### DIRECTIONS FOR THIS TASK
Please filter the listing for the string "PathBuf" and copy each matching line.
═══ RECORDS SHOWN ═══
//! FolderWatcher - OS notifications for monitored roots
//!
//! notify's callback runs on its own thread and only forwards into an
//! unbounded channel, so it never blocks. A tokio task owns the
//! [`EventCoalescer`] and sleeps until the earliest debounce deadline (or
//! forever when nothing is buffered). Fired events go to the [`SyncQueue`].
//!
//! Watched roots are refcounted by the queue: a root stays watched while any
//! mode still monitors it.

use std::{
  collections::{BTreeMap, BTreeSet},
  path::{Path, PathBuf},
  sync::{
    Arc, Mutex, MutexGuard, PoisonError,
    atomic::{AtomicUsize, Ordering},
  },
  time::{Duration, Instant},
};

use notify::{
  Config, Event, EventKind, RecommendedWatcher, RecursiveMode, Watcher,
  event::{ModifyKind, RenameMode},
};
use serde::Serialize;
use tokio::{sync::mpsc, task::JoinHandle};
use tokio_util::sync::CancellationToken;
use tracing::{debug, info, trace, warn};

use super::{coalescer::EventCoalescer, queue::SyncQueue};
use crate::{
  domain::{config::WatcherConfig, event::ChangeKind, mode::ChunkingMode, paths},
  index::filter,
};

#[derive(Debug, thiserror::Error)]
pub enum WatcherError {
  #[error("Failed to initialize watcher: {0}")]
  Init(#[source] notify::Error),

  #[error("Failed to watch {path}: {source}")]
  Watch {
    path: PathBuf,
    #[source]
    source: notify::Error,
  },

  #[error("Folder does not exist: {0}")]
  MissingRoot(PathBuf),
}

#[derive(Debug, Clone, Default, PartialEq, Serialize)]
pub struct WatcherStatus {
  pub running: bool,
  pub watched_roots: Vec<PathBuf>,
  pub monitored: BTreeMap<ChunkingMode, Vec<PathBuf>>,
  /// Paths with buffered events whose debounce window is still open
  pub pending_debounce: usize,
}

struct Running {
  watcher: RecommendedWatcher,
  watched: BTreeSet<PathBuf>,
  cancel: CancellationToken,
  task: JoinHandle<()>,
}

pub struct FolderWatcher {
  queue: Arc<SyncQueue>,
  debounce: Duration,
  recreate_as_modified: bool,
  running: Mutex<Option<Running>>,
  pending_debounce: Arc<AtomicUsize>,
}

impl FolderWatcher {
  pub fn new(queue: Arc<SyncQueue>, config: &WatcherConfig) -> Self {
    Self {
      queue,
      debounce: Duration::from_millis(config.debounce_ms),
      recreate_as_modified: config.recreate_as_modified,
      running: Mutex::new(None),
      pending_debounce: Arc::new(AtomicUsize::new(0)),
    }
  }

  fn lock(&self) -> MutexGuard<'_, Option<Running>> {
    self.running.lock().unwrap_or_else(PoisonError::into_inner)
  }

  pub fn queue(&self) -> &Arc<SyncQueue> {
    &self.queue
  }

  pub fn is_running(&self) -> bool {
    self.lock().is_some()
  }

  /// Start watching every monitored root. Must be called inside a tokio
  /// runtime. Starting a running watcher is a no-op.
  pub fn start(&self) -> Result<(), WatcherError> {
    let mut running = self.lock();
    if running.is_some() {
      return Ok(());
    }

    let (event_tx, event_rx) = mpsc::unbounded_channel::<notify::Result<Event>>();
    let mut watcher = RecommendedWatcher::new(
      move |res| {
        // Receiver gone means the task stopped; nothing to do
        let _ = event_tx.send(res);
      },
      Config::default(),
    )
    .map_err(WatcherError::Init)?;

    let mut watched = BTreeSet::new();
    for root in self.queue.all_roots() {
      if !root.is_dir() {
        warn!(root = %root.display(), "Monitored folder is missing, not watching");
        continue;
      }
      watcher
        .watch(&root, RecursiveMode::Recursive)
        .map_err(|source| WatcherError::Watch {
          path: root.clone(),
          source,
        })?;
      watched.insert(root);
    }

    let cancel = CancellationToken::new();
    let task = tokio::spawn(run_loop(
      event_rx,
      Arc::clone(&self.queue),
      EventCoalescer::new(self.debounce, self.recreate_as_modified),
      cancel.clone(),
      Arc::clone(&self.pending_debounce),
    ));

    info!(roots = watched.len(), debounce_ms = self.debounce.as_millis(), "File watcher started");
    *running = Some(Running {
      watcher,
      watched,
      cancel,
      task,
    });
    Ok(())
  }

  /// Stop watching. Buffered events are flushed into the queue first.
  pub async fn stop(&self) {
    let Some(running) = self.lock().take() else {
      return;
    };
    running.cancel.cancel();
    drop(running.watcher);
    if let Err(e) = running.task.await {
      warn!(error = %e, "Watcher task ended abnormally");
    }
    self.pending_debounce.store(0, Ordering::Relaxed);
    info!("File watcher stopped");
  }

  /// Monitor `root` for `mode`, watching it right away if running.
  /// Returns the normalized root.
  pub fn add_folder(&self, mode: ChunkingMode, root: &Path) -> Result<PathBuf, WatcherError> {
    if !root.is_dir() {
      return Err(WatcherError::MissingRoot(root.to_path_buf()));
    }
    let root = paths::normalize(root);
    self.queue.add_root(mode, &root);

    let mut running = self.lock();
    if let Some(running) = running.as_mut()
      && !running.watched.contains(&root)
    {
      running
        .watcher
        .watch(&root, RecursiveMode::Recursive)
        .map_err(|source| WatcherError::Watch {
          path: root.clone(),
          source,
        })?;
      running.watched.insert(root.clone());
      debug!(root = %root.display(), "Watching folder");
    }
    Ok(root)
  }

  /// Stop monitoring `root` for `mode`; unwatch it once no mode uses it
  pub fn remove_folder(&self, mode: ChunkingMode, root: &Path) -> bool {
    let root = paths::normalize(root);
    let removed = self.queue.remove_root(mode, &root);
    if !removed || self.queue.all_roots().contains(&root) {
      return removed;
    }

    let mut running = self.lock();
    if let Some(running) = running.as_mut()
      && running.watched.remove(&root)
      && let Err(e) = running.watcher.unwatch(&root)
    {
      debug!(root = %root.display(), error = %e, "Unwatch failed");
    }
    removed
  }

  pub fn status(&self) -> WatcherStatus {
    let (running, watched_roots) = match self.lock().as_ref() {
      Some(r) => (true, r.watched.iter().cloned().collect()),
      None => (false, Vec::new()),
    };
    let monitored = ChunkingMode::ALL
      .into_iter()
      .map(|mode| (mode, self.queue.roots(mode)))
      .filter(|(_, roots)| !roots.is_empty())
      .collect();
    WatcherStatus {
      running,
      watched_roots,
      monitored,
      pending_debounce: self.pending_debounce.load(Ordering::Relaxed),
    }
  }
}

// ============================================================================
// Event loop
// ============================================================================

async fn run_loop(
  mut event_rx: mpsc::UnboundedReceiver<notify::Result<Event>>,
  queue: Arc<SyncQueue>,
  mut coalescer: EventCoalescer,
  cancel: CancellationToken,
  pending_debounce: Arc<AtomicUsize>,
) {
  debug!("Watcher task started");

  loop {
    let deadline = coalescer.next_deadline();

    tokio::select! {
      biased;

      _ = cancel.cancelled() => break,

      event = event_rx.recv() => match event {
        Some(Ok(event)) => {
          let now = Instant::now();
          for (path, kind) in map_event(&event, |p| p.exists(), |p| p.is_dir()) {
            if is_ignored(&queue, &path) {
              trace!(path = %path.display(), "Ignoring event");
              continue;
            }
            coalescer.push(path, kind, now);
          }
        }
        Some(Err(e)) => warn!(error = %e, "Watcher error"),
        None => break,
      },

      _ = sleep_until(deadline) => {
        for (path, kind) in coalescer.take_ready(Instant::now(), |p| p.exists()) {
          queue.record_event(&path, kind);
        }
      }
    }

    pending_debounce.store(coalescer.len(), Ordering::Relaxed);
  }

  if !coalescer.is_empty() {
    debug!(pending = coalescer.len(), "Flushing buffered events on shutdown");
    for (path, kind) in coalescer.take_all(|p| p.exists()) {
      queue.record_event(&path, kind);
    }
  }
  debug!("Watcher task stopped");
}

async fn sleep_until(deadline: Option<Instant>) {
  match deadline {
    Some(deadline) => tokio::time::sleep_until(deadline.into()).await,
    None => std::future::pending().await,
  }
}

/// Paths outside every root, or hidden/transient relative to their root
fn is_ignored(queue: &SyncQueue, path: &Path) -> bool {
  queue
    .relative_to_root(path)
    .is_none_or(|relative| filter::is_watch_ignored(&relative))
}

/// Translate one notify event into raw per-path changes. A rename with both
/// ends known becomes a delete of the source and a create of the target.
fn map_event(
  event: &Event,
  exists: impl Fn(&Path) -> bool,
  is_dir: impl Fn(&Path) -> bool,
) -> Vec<(PathBuf, ChangeKind)> {
  let mut out = Vec::new();

  if let EventKind::Modify(ModifyKind::Name(RenameMode::Both)) = event.kind
    && let [from, to, ..] = event.paths.as_slice()
  {
    out.push((paths::normalize(from), ChangeKind::Deleted));
    if !is_dir(to) {
      out.push((paths::normalize(to), ChangeKind::Created));
    }
    return out;
  }

  for path in &event.paths {
    let kind = match event.kind {
      EventKind::Create(_) => ChangeKind::Created,
      EventKind::Remove(_) => ChangeKind::Deleted,
      EventKind::Modify(ModifyKind::Name(RenameMode::From)) => ChangeKind::Deleted,
      EventKind::Modify(ModifyKind::Name(RenameMode::To)) => ChangeKind::Created,
      EventKind::Modify(ModifyKind::Name(_)) => {
        if exists(path) {
          ChangeKind::Created
        } else {
          ChangeKind::Deleted
        }
      }
      EventKind::Modify(_) => {
        if exists(path) {
          ChangeKind::Modified
        } else {
          ChangeKind::Deleted
        }
      }
      EventKind::Access(_) | EventKind::Any | EventKind::Other => continue,
    };
    if kind != ChangeKind::Deleted && is_dir(path) {
      continue;
    }
    out.push((paths::normalize(path), kind));
  }
  out
}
═══
### REPLY
  path::{Path, PathBuf},
    path: PathBuf,
  MissingRoot(PathBuf),
  pub watched_roots: Vec<PathBuf>,
  pub monitored: BTreeMap<ChunkingMode, Vec<PathBuf>>,
  watched: BTreeSet<PathBuf>,
  pub fn add_folder(&self, mode: ChunkingMode, root: &Path) -> Result<PathBuf, WatcherError> {
) -> Vec<(PathBuf, ChangeKind)> {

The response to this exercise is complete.